_Your goal_: Extract every line from the records below that contains the word "peer".

(Exercise materials)

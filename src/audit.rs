//! Session audit log
//!
//! Appends one JSON line per negotiation outcome, answered request and teardown.

use chrono::{DateTime, Utc};
use serde::Serialize;
use std::fs::OpenOptions;
use std::io::Write;
use std::path::PathBuf;
use std::sync::Arc;
use tokio::sync::Mutex;

/// Entry in the audit log
#[derive(Debug, Serialize)]
pub struct AuditEntry {
    pub timestamp: DateTime<Utc>,
    pub entry_type: &'static str,
    pub topic: Option<String>,
    pub proposal_id: Option<u64>,
    pub request_id: Option<u64>,
    pub peer: Option<String>,
    pub method: Option<String>,
    pub detail: Option<String>,
    pub status: &'static str,
}

impl AuditEntry {
    pub fn new(entry_type: &'static str, status: &'static str) -> Self {
        Self {
            timestamp: Utc::now(),
            entry_type,
            topic: None,
            proposal_id: None,
            request_id: None,
            peer: None,
            method: None,
            detail: None,
            status,
        }
    }

    pub fn topic(mut self, topic: impl Into<String>) -> Self {
        self.topic = Some(topic.into());
        self
    }

    pub fn proposal(mut self, id: u64) -> Self {
        self.proposal_id = Some(id);
        self
    }

    pub fn request(mut self, id: u64) -> Self {
        self.request_id = Some(id);
        self
    }

    pub fn peer(mut self, name: impl Into<String>) -> Self {
        self.peer = Some(name.into());
        self
    }

    pub fn method(mut self, method: impl Into<String>) -> Self {
        self.method = Some(method.into());
        self
    }

    pub fn detail(mut self, detail: impl Into<String>) -> Self {
        self.detail = Some(truncate(detail.into()));
        self
    }
}

/// Keep details short, they may carry peer-supplied text
fn truncate(mut detail: String) -> String {
    const LIMIT: usize = 500;
    if detail.len() > LIMIT {
        let mut cut = LIMIT;
        while !detail.is_char_boundary(cut) {
            cut -= 1;
        }
        detail.truncate(cut);
        detail.push_str("... [truncated]");
    }
    detail
}

/// Writer for audit log entries
struct AuditLogWriter {
    path: PathBuf,
}

impl AuditLogWriter {
    fn new(path: PathBuf) -> Self {
        Self { path }
    }

    fn write(&self, entry: &AuditEntry) -> std::io::Result<()> {
        let mut file = OpenOptions::new()
            .create(true)
            .append(true)
            .open(&self.path)?;

        let json = serde_json::to_string(entry)?;
        writeln!(file, "{}", json)?;
        Ok(())
    }
}

/// Append-only JSONL audit trail; write failures are logged, never returned
#[derive(Clone)]
pub struct SessionAuditLog {
    writer: Arc<Mutex<AuditLogWriter>>,
}

impl SessionAuditLog {
    /// # Arguments
    /// * `log_path` - Path to the audit log file (JSONL format)
    pub fn new(log_path: impl Into<PathBuf>) -> Self {
        Self {
            writer: Arc::new(Mutex::new(AuditLogWriter::new(log_path.into()))),
        }
    }

    pub async fn record(&self, entry: AuditEntry) {
        let writer = self.writer.lock().await;
        if let Err(e) = writer.write(&entry) {
            tracing::warn!(error = %e, "Failed to write audit log entry");
        }
    }
}

#[cfg(test)]
mod tests {
    use super::*;
    use tempfile::NamedTempFile;

    #[tokio::test]
    async fn appends_json_lines() {
        let temp_file = NamedTempFile::new().unwrap();
        let log = SessionAuditLog::new(temp_file.path());

        log.record(
            AuditEntry::new("proposal_approved", "success")
                .proposal(1)
                .topic("abc")
                .peer("TestDapp"),
        )
        .await;
        log.record(
            AuditEntry::new("request_responded", "error")
                .request(9)
                .method("aleo_sign")
                .detail("chain unsupported: eth:1"),
        )
        .await;

        let content = std::fs::read_to_string(temp_file.path()).unwrap();
        let lines: Vec<_> = content.lines().collect();
        assert_eq!(lines.len(), 2);

        let first: serde_json::Value = serde_json::from_str(lines[0]).unwrap();
        assert_eq!(first["entry_type"], "proposal_approved");
        assert_eq!(first["peer"], "TestDapp");
        assert!(lines[1].contains("chain unsupported"));
    }

    #[test]
    fn long_details_are_truncated() {
        let detail = truncate("x".repeat(2_000));
        assert!(detail.len() < 600);
        assert!(detail.ends_with("[truncated]"));
    }

    #[tokio::test]
    async fn unwritable_path_does_not_fail() {
        let dir = tempfile::tempdir().unwrap();
        // A directory cannot be opened for appending
        let log = SessionAuditLog::new(dir.path());
        log.record(AuditEntry::new("session_disconnected", "success"))
            .await;
    }
}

(End Exercise materials)

_Response area_:
    pub peer: Option<String>,
            peer: None,
    pub fn peer(mut self, name: impl Into<String>) -> Self {
        self.peer = Some(name.into());
/// Keep details short, they may carry peer-supplied text
                .peer("TestDapp"),
        assert_eq!(first["peer"], "TestDapp");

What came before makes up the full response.